Globally, AI is mirroring an arms race. The United States and China together control more than 75 per cent of global compute capacity for training large-scale models. The survey highlights that building a main-stream AI model now takes a huge amount of resources. According to a research, by Epoch AI, it almost costs around $2 billion (approx Rs 18,393 crore).

Looking at such a massive number, the Economic Survey 2025-2026 states, “India’s access to cutting-edge compute infrastructure is limited, financial resources for large-scale model training are scarce, and private participation in foundational AI research remains relatively muted compared to global leaders. These constraints render the pursuit of foundational models as the centrepiece of an AI strategy challenging. A bottom-up approach to AI development aligns more closely with these realities.”

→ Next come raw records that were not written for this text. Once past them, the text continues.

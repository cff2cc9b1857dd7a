//! Table-space geometry
//!
//! All positions are warped-table pixels: origin at the top-left corner,
//! x grows to the right, y grows toward the human player's goal.
//! The robot defends the top edge (y = 0).

use serde::{Deserialize, Serialize};
use std::ops::{Add, Mul, Neg, Sub};

use super::constants::geometry::EPSILON;
use crate::error::{CoreError, Result};

/// 2D point or vector in table pixels (or pixels/frame for velocities)
#[derive(Debug, Clone, Copy, PartialEq, Default, Serialize, Deserialize)]
pub struct Vec2 {
    pub x: f32,
    pub y: f32,
}

impl Vec2 {
    pub const ZERO: Vec2 = Vec2 { x: 0.0, y: 0.0 };

    pub const fn new(x: f32, y: f32) -> Self {
        Self { x, y }
    }

    pub fn length(self) -> f32 {
        (self.x * self.x + self.y * self.y).sqrt()
    }

    /// Unit vector, or `None` when the length is below `EPSILON`
    pub fn normalized(self) -> Option<Vec2> {
        let len = self.length();
        if len < EPSILON {
            None
        } else {
            Some(Vec2::new(self.x / len, self.y / len))
        }
    }

    pub fn is_finite(self) -> bool {
        self.x.is_finite() && self.y.is_finite()
    }
}

impl Add for Vec2 {
    type Output = Vec2;

    fn add(self, rhs: Vec2) -> Vec2 {
        Vec2::new(self.x + rhs.x, self.y + rhs.y)
    }
}

impl Sub for Vec2 {
    type Output = Vec2;

    fn sub(self, rhs: Vec2) -> Vec2 {
        Vec2::new(self.x - rhs.x, self.y - rhs.y)
    }
}

impl Mul<f32> for Vec2 {
    type Output = Vec2;

    fn mul(self, rhs: f32) -> Vec2 {
        Vec2::new(self.x * rhs, self.y * rhs)
    }
}

impl Neg for Vec2 {
    type Output = Vec2;

    fn neg(self) -> Vec2 {
        Vec2::new(-self.x, -self.y)
    }
}

/// Playing surface bounds, fixed for the whole session
#[derive(Debug, Clone, Copy, PartialEq, Serialize, Deserialize)]
pub struct Table {
    pub width: f32,
    pub height: f32,
}

impl Table {
    /// Build a table, rejecting non-finite or non-positive bounds
    pub fn new(width: f32, height: f32) -> Result<Self> {
        let table = Self { width, height };
        table.validate()?;
        Ok(table)
    }

    pub fn validate(&self) -> Result<()> {
        let ok = |v: f32| v.is_finite() && v > 0.0;
        if ok(self.width) && ok(self.height) {
            Ok(())
        } else {
            Err(CoreError::InvalidTable { width: self.width, height: self.height })
        }
    }

    /// y of the half-line separating the robot half (above) from the human half
    pub fn midline_y(&self) -> f32 {
        self.height * 0.5
    }

    /// Center of the human player's goal (bottom edge)
    pub fn human_goal(&self) -> Vec2 {
        Vec2::new(self.width * 0.5, self.height)
    }

    pub fn contains(&self, p: Vec2) -> bool {
        (0.0..=self.width).contains(&p.x) && (0.0..=self.height).contains(&p.y)
    }

    pub fn clamp(&self, p: Vec2) -> Vec2 {
        Vec2::new(p.x.clamp(0.0, self.width), p.y.clamp(0.0, self.height))
    }
}

#[cfg(test)]
mod tests {
    use super::*;

    #[test]
    fn test_vector_ops() {
        let a = Vec2::new(3.0, 4.0);
        let b = Vec2::new(1.0, 1.0);
        assert_eq!(a + b, Vec2::new(4.0, 5.0));
        assert_eq!(a - b, Vec2::new(2.0, 3.0));
        assert_eq!(a * 2.0, Vec2::new(6.0, 8.0));
        assert_eq!(-b, Vec2::new(-1.0, -1.0));
        assert!((a.length() - 5.0).abs() < 1e-6);
    }

    #[test]
    fn test_normalized_rejects_tiny_vectors() {
        assert!(Vec2::new(1e-4, 0.0).normalized().is_none());
        let u = Vec2::new(0.0, -10.0).normalized().unwrap();
        assert_eq!(u, Vec2::new(0.0, -1.0));
    }

    #[test]
    fn test_table_validation() {
        assert!(Table::new(640.0, 480.0).is_ok());
        assert!(Table::new(0.0, 480.0).is_err());
        assert!(Table::new(640.0, -1.0).is_err());
        assert!(Table::new(f32::NAN, 480.0).is_err());
    }

    #[test]
    fn test_table_landmarks() {
        let table = Table::new(200.0, 400.0).unwrap();
        assert_eq!(table.midline_y(), 200.0);
        assert_eq!(table.human_goal(), Vec2::new(100.0, 400.0));
        assert!(table.contains(Vec2::new(200.0, 0.0)));
        assert!(!table.contains(Vec2::new(-0.1, 10.0)));
        assert_eq!(table.clamp(Vec2::new(-5.0, 500.0)), Vec2::new(0.0, 400.0));
    }
}
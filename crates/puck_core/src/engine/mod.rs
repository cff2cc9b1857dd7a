pub mod constants;
pub mod controller; // Per-frame pipeline (filters → mode machine → encoder)
pub mod geometry;
pub mod mode_machine;
pub mod observation;
pub mod position_filter;
pub mod session; // Detector/CommandSink seams + control loop
pub mod trajectory;

pub use controller::{Controller, FrameOutcome};
pub use geometry::{Table, Vec2};
pub use mode_machine::{Mode, ModeContext, ModeDecision, ModeInput, ModeStateMachine, TargetSource};
pub use observation::{Frame, FrameObservations, ObjectClass, Observation};
pub use position_filter::{PositionFilter, SmoothedState};
pub use session::{run_session, CommandSink, Detector, SessionStats};
pub use trajectory::{
    first_wall_crossing, time_to_line, BounceResult, PredictionResult, TrajectoryPredictor, Wall,
};
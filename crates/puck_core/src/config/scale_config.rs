//! Motion controller coordinate range

use serde::{Deserialize, Serialize};

use crate::engine::constants::controller;

/// Native coordinate range of the motion controller
///
/// Table fractions map linearly onto `[min, max]` per axis. `flip_*`
/// mirrors an axis when the gantry's origin sits at the opposite corner.
#[derive(Debug, Clone, PartialEq, Eq, Serialize, Deserialize)]
#[serde(default)]
pub struct ControllerScale {
    pub x_min: u16,
    pub x_max: u16,
    pub y_min: u16,
    pub y_max: u16,
    pub flip_x: bool,
    pub flip_y: bool,
}

impl Default for ControllerScale {
    fn default() -> Self {
        Self {
            x_min: controller::X_MIN,
            x_max: controller::X_MAX,
            y_min: controller::Y_MIN,
            y_max: controller::Y_MAX,
            flip_x: false,
            flip_y: false,
        }
    }
}
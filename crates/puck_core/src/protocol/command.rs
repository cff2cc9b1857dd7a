//! Move command framing

use std::fmt;

use serde::{Deserialize, Serialize};

use crate::config::ControllerScale;
use crate::engine::geometry::{Table, Vec2};
use crate::error::CommandError;

/// Frame length including the `\r\n` terminator
pub const FRAME_LEN: usize = 11;

const BODY_LEN: usize = 9;

/// Absolute move in controller coordinates
#[derive(Debug, Clone, Copy, PartialEq, Eq, Hash, Serialize, Deserialize)]
pub struct MoveCommand {
    pub x: u16,
    pub y: u16,
}

impl MoveCommand {
    pub fn new(x: u16, y: u16) -> Self {
        Self { x, y }
    }

    pub fn to_bytes(&self) -> Vec<u8> {
        format!("{}\r\n", self).into_bytes()
    }

    /// Decode a frame the way the controller firmware does.
    ///
    /// Trailing `\r`/`\n` bytes are ignored; the body must be exactly
    /// `M` followed by eight ASCII digits.
    pub fn parse(frame: &[u8]) -> Result<Self, CommandError> {
        let end = frame
            .iter()
            .rposition(|b| *b != b'\r' && *b != b'\n')
            .map_or(0, |i| i + 1);
        let body = &frame[..end];

        if body.len() != BODY_LEN {
            return Err(CommandError::Length(body.len()));
        }
        if body[0] != b'M' {
            return Err(CommandError::Prefix);
        }

        let field = |start: usize| -> Result<u16, CommandError> {
            body[start..start + 4]
                .iter()
                .enumerate()
                .try_fold(0u16, |acc, (i, b)| {
                    if b.is_ascii_digit() {
                        Ok(acc * 10 + u16::from(b - b'0'))
                    } else {
                        Err(CommandError::Digit { offset: start + i, byte: *b })
                    }
                })
        };

        Ok(Self { x: field(1)?, y: field(5)? })
    }
}

impl fmt::Display for MoveCommand {
    fn fmt(&self, f: &mut fmt::Formatter<'_>) -> fmt::Result {
        write!(f, "M{:04}{:04}", self.x, self.y)
    }
}

/// Maps table-pixel targets onto the controller's coordinate range
#[derive(Debug, Clone)]
pub struct CommandEncoder {
    scale: ControllerScale,
}

impl CommandEncoder {
    pub fn new(scale: ControllerScale) -> Self {
        Self { scale }
    }

    pub fn scale(&self) -> &ControllerScale {
        &self.scale
    }

    /// Clamp `target` into the table, normalize, and scale per axis
    pub fn encode(&self, target: Vec2, table: &Table) -> MoveCommand {
        let s = &self.scale;
        let fx = axis_fraction(target.x, table.width, s.flip_x);
        let fy = axis_fraction(target.y, table.height, s.flip_y);
        MoveCommand {
            x: scale_axis(fx, s.x_min, s.x_max),
            y: scale_axis(fy, s.y_min, s.y_max),
        }
    }

    pub fn encode_bytes(&self, target: Vec2, table: &Table) -> Vec<u8> {
        self.encode(target, table).to_bytes()
    }
}

fn axis_fraction(value: f32, extent: f32, flip: bool) -> f32 {
    let f = if value.is_nan() { 0.0 } else { (value / extent).clamp(0.0, 1.0) };
    if flip {
        1.0 - f
    } else {
        f
    }
}

fn scale_axis(fraction: f32, min: u16, max: u16) -> u16 {
    let span = f32::from(max) - f32::from(min);
    let v = (f32::from(min) + fraction * span).round();
    v.clamp(f32::from(min), f32::from(max)) as u16
}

On the infrastructure side, the Survey highlights the country’s shortage of compute. India accounts for barely 2 per cent of the world’s AI-ready GPU clusters, a gap it hopes to close through public-private partnerships and domestic semiconductor capacity.

Instead, the Survey urges policymakers and startups to focus on “application-specific AI”, lightweight models trained for agriculture, healthcare, logistics, and local-language services. These models can run on consumer-grade hardware or mid-range smartphones, expanding accessibility far beyond large corporate or academic labs.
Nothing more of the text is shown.